● Input data:
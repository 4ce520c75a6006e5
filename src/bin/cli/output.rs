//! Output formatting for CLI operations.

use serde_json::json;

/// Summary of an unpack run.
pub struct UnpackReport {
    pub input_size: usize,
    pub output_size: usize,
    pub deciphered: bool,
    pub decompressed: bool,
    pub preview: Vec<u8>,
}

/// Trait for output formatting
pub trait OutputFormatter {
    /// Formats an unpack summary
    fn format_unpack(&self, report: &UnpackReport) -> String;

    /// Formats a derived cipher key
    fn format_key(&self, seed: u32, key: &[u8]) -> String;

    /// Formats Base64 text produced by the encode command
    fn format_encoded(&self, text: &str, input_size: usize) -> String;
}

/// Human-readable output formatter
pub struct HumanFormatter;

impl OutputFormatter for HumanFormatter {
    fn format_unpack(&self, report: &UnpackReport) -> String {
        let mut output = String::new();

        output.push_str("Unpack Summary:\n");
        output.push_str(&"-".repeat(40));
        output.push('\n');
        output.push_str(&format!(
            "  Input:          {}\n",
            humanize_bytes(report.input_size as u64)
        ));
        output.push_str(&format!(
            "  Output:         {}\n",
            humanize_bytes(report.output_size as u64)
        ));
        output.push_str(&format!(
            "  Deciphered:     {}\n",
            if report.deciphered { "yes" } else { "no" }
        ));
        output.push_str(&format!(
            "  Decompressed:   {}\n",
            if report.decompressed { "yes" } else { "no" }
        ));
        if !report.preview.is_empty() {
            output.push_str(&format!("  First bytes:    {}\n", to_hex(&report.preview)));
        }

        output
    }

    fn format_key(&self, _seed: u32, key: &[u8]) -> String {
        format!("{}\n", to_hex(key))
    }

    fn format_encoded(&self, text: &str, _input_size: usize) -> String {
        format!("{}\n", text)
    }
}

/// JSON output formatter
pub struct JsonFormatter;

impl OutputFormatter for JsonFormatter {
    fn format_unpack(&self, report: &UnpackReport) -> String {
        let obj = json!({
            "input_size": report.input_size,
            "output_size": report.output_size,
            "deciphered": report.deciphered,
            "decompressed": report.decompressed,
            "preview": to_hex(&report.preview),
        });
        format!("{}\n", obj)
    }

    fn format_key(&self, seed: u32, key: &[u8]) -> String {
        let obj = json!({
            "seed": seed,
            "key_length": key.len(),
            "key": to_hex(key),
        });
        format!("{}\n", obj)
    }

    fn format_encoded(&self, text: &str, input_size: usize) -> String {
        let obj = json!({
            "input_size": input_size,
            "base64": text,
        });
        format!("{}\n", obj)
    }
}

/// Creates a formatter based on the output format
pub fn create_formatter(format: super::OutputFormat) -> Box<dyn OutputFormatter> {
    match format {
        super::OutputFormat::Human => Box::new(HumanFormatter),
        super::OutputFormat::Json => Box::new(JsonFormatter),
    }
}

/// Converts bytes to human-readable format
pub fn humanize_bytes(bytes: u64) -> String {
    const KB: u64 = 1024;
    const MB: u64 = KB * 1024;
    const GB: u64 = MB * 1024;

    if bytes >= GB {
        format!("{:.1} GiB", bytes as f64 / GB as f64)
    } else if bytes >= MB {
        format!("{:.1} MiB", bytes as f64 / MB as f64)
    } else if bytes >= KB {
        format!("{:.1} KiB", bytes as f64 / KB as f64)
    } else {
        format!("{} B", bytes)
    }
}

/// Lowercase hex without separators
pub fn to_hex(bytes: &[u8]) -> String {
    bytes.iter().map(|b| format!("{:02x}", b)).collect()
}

==

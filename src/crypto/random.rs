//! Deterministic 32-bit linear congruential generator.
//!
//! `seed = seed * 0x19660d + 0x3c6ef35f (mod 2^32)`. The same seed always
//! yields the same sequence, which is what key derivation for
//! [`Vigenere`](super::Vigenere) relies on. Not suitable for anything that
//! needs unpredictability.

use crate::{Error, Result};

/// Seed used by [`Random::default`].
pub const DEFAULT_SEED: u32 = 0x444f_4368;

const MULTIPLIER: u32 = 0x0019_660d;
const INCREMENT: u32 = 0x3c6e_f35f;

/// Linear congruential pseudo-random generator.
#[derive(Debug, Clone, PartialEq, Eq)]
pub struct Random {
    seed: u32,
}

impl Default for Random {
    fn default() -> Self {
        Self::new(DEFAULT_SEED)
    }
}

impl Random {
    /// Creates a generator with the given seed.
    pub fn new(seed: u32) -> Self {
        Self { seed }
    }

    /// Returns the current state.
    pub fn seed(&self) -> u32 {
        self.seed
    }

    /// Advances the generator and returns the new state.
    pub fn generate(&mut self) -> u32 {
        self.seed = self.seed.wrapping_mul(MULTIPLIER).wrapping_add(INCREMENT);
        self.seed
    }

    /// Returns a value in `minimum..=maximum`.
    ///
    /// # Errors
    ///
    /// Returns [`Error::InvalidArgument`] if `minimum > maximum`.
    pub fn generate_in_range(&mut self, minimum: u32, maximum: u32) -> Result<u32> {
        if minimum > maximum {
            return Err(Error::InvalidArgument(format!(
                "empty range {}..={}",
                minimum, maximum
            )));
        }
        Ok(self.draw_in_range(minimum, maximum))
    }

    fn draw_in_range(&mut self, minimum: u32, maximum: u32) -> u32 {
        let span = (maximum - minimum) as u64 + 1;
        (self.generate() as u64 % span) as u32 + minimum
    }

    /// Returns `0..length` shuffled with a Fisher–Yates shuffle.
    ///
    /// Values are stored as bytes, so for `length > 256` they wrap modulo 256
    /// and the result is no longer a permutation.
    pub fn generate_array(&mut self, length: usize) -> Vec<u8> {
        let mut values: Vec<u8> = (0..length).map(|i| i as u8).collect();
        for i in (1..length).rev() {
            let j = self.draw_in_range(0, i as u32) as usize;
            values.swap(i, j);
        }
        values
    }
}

● Directions for this task: From the records given above, copy all lines containing "generator".

● Worked solution:
//! Deterministic 32-bit linear congruential generator.
/// Linear congruential pseudo-random generator.
    /// Creates a generator with the given seed.
    /// Advances the generator and returns the new state.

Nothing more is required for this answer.